El único lugar que se me ocurre para hacer lo que planeo hacer es el Edificio Black, donde está el consultorio de la psicóloga a la que veía. Los guardias de seguridad me conocen, y yo conozco el edificio, por lo que no será difícil infiltrarme y llegar hasta el techo.

Y una vez allá, todo es cuesta abajo.

Efectivamente, evadir la seguridad fue cosa de niños, y no los voy a aburrir con la explicación.

Al atravesar la puerta el viento me golpea frenéticamente. Aquí sopla más fuerte que abajo, lógico, no sé por qué no lo pensé.

Al llegar al barandal me detuve y lo apreté con fuerza, mientras se repetía el verso que tanto me identificaba de esa canción que tanto me hace llorar cada vez que la escucho.

Despierto sin ganas de otro día, y será el último.
Pocos me creen, hoy llega mi edén, lo asumo y ni dudo.
Lo juro, mi corazón advierte mi alma muerta.
No es una amenaza, es una mentira que acabó siendo cierta.
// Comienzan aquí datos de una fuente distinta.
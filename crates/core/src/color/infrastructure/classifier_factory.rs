use std::fmt;
use std::str::FromStr;

use serde::{Deserialize, Serialize};

use crate::color::domain::color_classifier::ColorClassifier;

use super::clustering_color_classifier::ClusteringColorClassifier;
use super::histogram_color_classifier::HistogramColorClassifier;

/// Which color classification strategy the pipeline runs.
#[derive(Clone, Copy, Debug, PartialEq, Eq, Default, Serialize, Deserialize)]
#[serde(rename_all = "lowercase")]
pub enum ColorStrategy {
    #[default]
    Histogram,
    Clustering,
}

impl fmt::Display for ColorStrategy {
    fn fmt(&self, f: &mut fmt::Formatter<'_>) -> fmt::Result {
        match self {
            ColorStrategy::Histogram => write!(f, "histogram"),
            ColorStrategy::Clustering => write!(f, "clustering"),
        }
    }
}

impl FromStr for ColorStrategy {
    type Err = String;

    fn from_str(s: &str) -> Result<Self, Self::Err> {
        match s.to_ascii_lowercase().as_str() {
            "histogram" => Ok(ColorStrategy::Histogram),
            "clustering" | "kmeans" => Ok(ColorStrategy::Clustering),
            other => Err(format!(
                "unknown color strategy '{other}' (expected histogram or clustering)"
            )),
        }
    }
}

pub fn create_classifier(strategy: ColorStrategy) -> Box<dyn ColorClassifier> {
    log::info!("Using {strategy} color classifier");
    match strategy {
        ColorStrategy::Histogram => Box::new(HistogramColorClassifier::new()),
        ColorStrategy::Clustering => Box::new(ClusteringColorClassifier::new()),
    }
}
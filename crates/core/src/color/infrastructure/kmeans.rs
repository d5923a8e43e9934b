/// Lloyd's k-means over RGB points.
///
/// Centroids are seeded from evenly spaced input points so the result is
/// deterministic. Stops early once no centroid moves more than `epsilon`.
pub fn kmeans(points: &[[f64; 3]], k: usize, max_iter: usize, epsilon: f64) -> Vec<[f64; 3]> {
    if points.is_empty() || k == 0 {
        return Vec::new();
    }
    let k = k.min(points.len());
    let step = points.len() / k;
    let mut centroids: Vec<[f64; 3]> = (0..k).map(|i| points[i * step]).collect();

    for _ in 0..max_iter {
        let mut sums = vec![[0.0f64; 3]; k];
        let mut counts = vec![0usize; k];
        for p in points {
            let nearest = nearest_index(&centroids, p);
            for c in 0..3 {
                sums[nearest][c] += p[c];
            }
            counts[nearest] += 1;
        }

        let mut shift = 0.0f64;
        for i in 0..k {
            if counts[i] == 0 {
                continue;
            }
            let n = counts[i] as f64;
            let updated = [sums[i][0] / n, sums[i][1] / n, sums[i][2] / n];
            shift = shift.max(distance_sq(&centroids[i], &updated).sqrt());
            centroids[i] = updated;
        }
        if shift <= epsilon {
            break;
        }
    }
    centroids
}

pub fn distance_sq(a: &[f64; 3], b: &[f64; 3]) -> f64 {
    (a[0] - b[0]).powi(2) + (a[1] - b[1]).powi(2) + (a[2] - b[2]).powi(2)
}

fn nearest_index(centroids: &[[f64; 3]], p: &[f64; 3]) -> usize {
    centroids
        .iter()
        .enumerate()
        .map(|(i, c)| (i, distance_sq(c, p)))
        .min_by(|a, b| a.1.partial_cmp(&b.1).unwrap_or(std::cmp::Ordering::Equal))
        .map(|(i, _)| i)
        .unwrap_or(0)
}
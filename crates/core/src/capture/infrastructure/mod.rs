pub mod ffmpeg_clip_grabber;
pub mod ffmpeg_device_backend;
pub mod ffmpeg_stream;
pub mod media_fallback;
pub mod still_image_grabber;
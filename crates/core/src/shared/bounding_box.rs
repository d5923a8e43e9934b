/// Axis-aligned pixel box in `(x1, y1, x2, y2)` form, exclusive on the
/// right and bottom edges.
#[derive(Clone, Copy, Debug, PartialEq, Eq, Hash)]
pub struct BoundingBox {
    pub x1: i32,
    pub y1: i32,
    pub x2: i32,
    pub y2: i32,
}

impl BoundingBox {
    pub fn new(x1: i32, y1: i32, x2: i32, y2: i32) -> Self {
        Self { x1, y1, x2, y2 }
    }

    /// A box is valid when it has strictly positive width and height.
    pub fn is_valid(&self) -> bool {
        self.x1 < self.x2 && self.y1 < self.y2
    }

    pub fn width(&self) -> i32 {
        (self.x2 - self.x1).max(0)
    }

    pub fn height(&self) -> i32 {
        (self.y2 - self.y1).max(0)
    }

    pub fn area(&self) -> i64 {
        self.width() as i64 * self.height() as i64
    }

    /// Integer center, rounding toward the top-left.
    pub fn center(&self) -> (i32, i32) {
        ((self.x1 + self.x2) / 2, (self.y1 + self.y2) / 2)
    }

    pub fn clamp_to(&self, width: u32, height: u32) -> BoundingBox {
        let w = width as i32;
        let h = height as i32;
        BoundingBox {
            x1: self.x1.clamp(0, w),
            y1: self.y1.clamp(0, h),
            x2: self.x2.clamp(0, w),
            y2: self.y2.clamp(0, h),
        }
    }

    pub fn iou(&self, other: &BoundingBox) -> f64 {
        let ix1 = self.x1.max(other.x1);
        let iy1 = self.y1.max(other.y1);
        let ix2 = self.x2.min(other.x2);
        let iy2 = self.y2.min(other.y2);

        let inter = (ix2 - ix1).max(0) as f64 * (iy2 - iy1).max(0) as f64;
        if inter == 0.0 {
            return 0.0;
        }

        let union = self.area() as f64 + other.area() as f64 - inter;
        if union <= 0.0 {
            return 0.0;
        }
        inter / union
    }
}

#[cfg(test)]
mod tests {
    use super::*;
    use approx::assert_relative_eq;
    use rstest::rstest;

    #[test]
    fn test_center_of_pick_box() {
        assert_eq!(BoundingBox::new(10, 10, 60, 60).center(), (35, 35));
    }

    #[test]
    fn test_iou_identical() {
        let a = BoundingBox::new(10, 10, 110, 110);
        assert_relative_eq!(a.iou(&a), 1.0);
    }

    #[test]
    fn test_iou_partial_overlap() {
        // a: [0,0]-[100,100], b: [50,0]-[150,100]
        // intersection 5000, union 15000
        let a = BoundingBox::new(0, 0, 100, 100);
        let b = BoundingBox::new(50, 0, 150, 100);
        assert_relative_eq!(a.iou(&b), 5000.0 / 15000.0);
    }

    #[test]
    fn test_iou_touching_edges() {
        let a = BoundingBox::new(0, 0, 50, 50);
        let b = BoundingBox::new(50, 0, 100, 50);
        assert_relative_eq!(a.iou(&b), 0.0);
    }

    #[rstest]
    #[case::zero_width(BoundingBox::new(5, 0, 5, 10), false)]
    #[case::zero_height(BoundingBox::new(0, 5, 10, 5), false)]
    #[case::inverted(BoundingBox::new(10, 10, 0, 0), false)]
    #[case::proper(BoundingBox::new(0, 0, 1, 1), true)]
    fn test_validity(#[case] bbox: BoundingBox, #[case] expected: bool) {
        assert_eq!(bbox.is_valid(), expected);
    }

    #[test]
    fn test_inverted_box_has_zero_area() {
        assert_eq!(BoundingBox::new(10, 10, 0, 0).area(), 0);
    }

    #[test]
    fn test_clamp_to_frame() {
        let clamped = BoundingBox::new(-10, 5, 700, 900).clamp_to(640, 480);
        assert_eq!(clamped, BoundingBox::new(0, 5, 640, 480));
    }
}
Recordar la primera vez que escuché esa canción me saca una sonrisa sarcástica. Aquella vez, hace tres meses, cuando murió Dylan, sonreí al pensar que probablemente también acabaría teniendo que decidir si vivir o morir, pero rápidamente salí de esos pensamientos debido a que el positivismo que Dylan me inculcó me obligó a pensar que saldría de esa situación.

Qué equivocada estuve.

Llega el momento del día en que el cielo empieza a tener ese color
hermoso que tanto me gusta, mejor conocido como ocaso. Puedo ver al Sol irse por el horizonte, por la bahía en donde mi padre me enseñó a nadar hace un millón de años, y me invade la nostalgia mientras la canción sigue sonando.

Dejé la puerta abierta, y una nota medio escrita,
Se leía con dificultad “adiós mamá y papá” decía en ella.
Salí descalzo sin fuerzas, sin ganas.
Me imaginé en el suelo muerto y nadie lloraba.

En mi caso, no le había dejado esa nota a mis padres, sino a mis tíos, obvio. Mi casa estaba a unas cinco calles del Edificio Black, así que no me molestó caminar descalza hasta allá.

Y sí, me imaginaba muerta en el suelo. Y sí, imaginaba que nadie lloraría por mí.

Y es que, ¿Quién lloraría por mí? Por la chica con cara siempre lúgubre que se sentaba hasta el fondo en todas las clases, no tenía amigos, y que acostumbraba vestir de negro.